Directions >>
Return an exact transcript of the material below from the line containing "fn coerce_integer(value: &Value)" through its final line, and no other lines.
─── Extracted data ───
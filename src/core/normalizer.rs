//! Coerces an untrusted candidate object into a complete [`ShoppingList`].
//!
//! Every field has a documented default, so normalization never fails:
//!
//! | field                 | default                                 |
//! |-----------------------|-----------------------------------------|
//! | `budget_inr`          | the validated request budget            |
//! | `estimated_cost_inr`  | item prices summed, then rounded once   |
//! | `under_budget`        | always `estimated_cost <= budget`       |
//! | `note`                | `""`                                    |
//! | item `name`           | `"Item"`                                |
//! | item `quantity`       | `0`                                     |
//! | item `unit`           | `""`                                    |
//! | item `approx_price_inr` | `0`                                   |
//! | item `category`       | `"other"`                               |
//! | item `priority`       | `medium`                                |

use crate::domain::model::{CatalogItem, Priority, ShoppingList, ShoppingRequest, ShoppingSummary};
use serde_json::{Map, Value};

pub struct ResponseNormalizer;

impl ResponseNormalizer {
    pub fn normalize(candidate: &Map<String, Value>, request: &ShoppingRequest) -> ShoppingList {
        let (items, prices): (Vec<CatalogItem>, Vec<f64>) = match candidate.get("items") {
            Some(Value::Array(raw_items)) => raw_items.iter().map(normalize_item).unzip(),
            _ => (Vec::new(), Vec::new()),
        };

        let summary = candidate.get("summary").and_then(Value::as_object);
        let field = |name: &str| summary.and_then(|s| s.get(name));

        let budget = field("budget_inr")
            .and_then(coerce_positive_integer)
            .unwrap_or(request.budget);

        let estimated_cost = field("estimated_cost_inr")
            .and_then(coerce_positive_integer)
            .unwrap_or_else(|| round_price(prices.iter().sum()));

        if let Some(claimed) = field("under_budget").and_then(Value::as_bool) {
            if claimed != (estimated_cost <= budget) {
                tracing::debug!(
                    claimed,
                    budget,
                    estimated_cost,
                    "Ignoring inconsistent under_budget from service"
                );
            }
        }

        let note = field("note").and_then(coerce_present_text).unwrap_or_default();

        ShoppingList {
            summary: ShoppingSummary::new(budget, estimated_cost, note),
            items,
        }
    }
}

/// 回傳正規化後的品項以及服務原始給的價格（未取整）
fn normalize_item(raw: &Value) -> (CatalogItem, f64) {
    let field = |name: &str| raw.as_object().and_then(|obj| obj.get(name));

    let price = field("approx_price_inr")
        .and_then(coerce_number)
        .filter(|price| *price > 0.0)
        .unwrap_or(0.0);

    let item = CatalogItem {
        name: field("name")
            .and_then(coerce_present_text)
            .unwrap_or_else(|| "Item".to_string()),
        quantity: field("quantity").and_then(coerce_number).unwrap_or(0.0),
        unit: field("unit").and_then(coerce_text).unwrap_or_default(),
        approx_price: round_price(price),
        category: field("category")
            .and_then(coerce_text)
            .filter(|category| !category.is_empty())
            .unwrap_or_else(|| "other".to_string()),
        priority: field("priority")
            .and_then(Value::as_str)
            .and_then(Priority::parse)
            .unwrap_or_default(),
    };

    (item, price)
}

/// Nearest whole rupee; saturates on out-of-range values.
fn round_price(price: f64) -> u64 {
    price.round() as u64
}

/// Like [`coerce_text`], but `false`, `0` and `""` count as missing.
fn coerce_present_text(value: &Value) -> Option<String> {
    match value {
        Value::Bool(false) => None,
        Value::Number(n) if n.as_f64() == Some(0.0) => None,
        _ => coerce_text(value).filter(|text| !text.is_empty()),
    }
}

/// Strings pass through; numbers and booleans are rendered; everything else is absent.
fn coerce_text(value: &Value) -> Option<String> {
    match value {
        Value::String(s) => Some(s.clone()),
        Value::Number(n) => Some(n.to_string()),
        Value::Bool(b) => Some(b.to_string()),
        _ => None,
    }
}

fn coerce_number(value: &Value) -> Option<f64> {
    let number = match value {
        Value::Number(n) => n.as_f64()?,
        Value::String(s) => s.trim().parse::<f64>().ok()?,
        _ => return None,
    };
    number.is_finite().then_some(number)
}

/// 取字串開頭的整數部分，例如 "800 INR" 得到 800；小數一律捨去
fn coerce_integer(value: &Value) -> Option<i64> {
    match value {
        Value::Number(n) => n
            .as_i64()
            .or_else(|| n.as_u64().map(|u| i64::try_from(u).unwrap_or(i64::MAX)))
            .or_else(|| n.as_f64().filter(|f| f.is_finite()).map(|f| f.trunc() as i64)),
        Value::String(s) => leading_integer(s),
        _ => None,
    }
}

fn coerce_positive_integer(value: &Value) -> Option<u64> {
    coerce_integer(value)
        .filter(|n| *n > 0)
        .map(|n| n as u64)
}

fn leading_integer(text: &str) -> Option<i64> {
    let trimmed = text.trim_start();
    let (sign, digits) = match trimmed.strip_prefix('-') {
        Some(rest) => (-1, rest),
        None => (1, trimmed.strip_prefix('+').unwrap_or(trimmed)),
    };
    let end = digits
        .find(|c: char| !c.is_ascii_digit())
        .unwrap_or(digits.len());
    digits[..end].parse::<i64>().ok().map(|n| sign * n)
}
───
Reply >>
fn coerce_integer(value: &Value) -> Option<i64> {
    match value {
        Value::Number(n) => n
            .as_i64()
            .or_else(|| n.as_u64().map(|u| i64::try_from(u).unwrap_or(i64::MAX)))
            .or_else(|| n.as_f64().filter(|f| f.is_finite()).map(|f| f.trunc() as i64)),
        Value::String(s) => leading_integer(s),
        _ => None,
    }
}

fn coerce_positive_integer(value: &Value) -> Option<u64> {
    coerce_integer(value)
        .filter(|n| *n > 0)
        .map(|n| n as u64)
}

fn leading_integer(text: &str) -> Option<i64> {
    let trimmed = text.trim_start();
    let (sign, digits) = match trimmed.strip_prefix('-') {
        Some(rest) => (-1, rest),
        None => (1, trimmed.strip_prefix('+').unwrap_or(trimmed)),
    };
    let end = digits
        .find(|c: char| !c.is_ascii_digit())
        .unwrap_or(digits.len());
    digits[..end].parse::<i64>().ok().map(|n| sign * n)
}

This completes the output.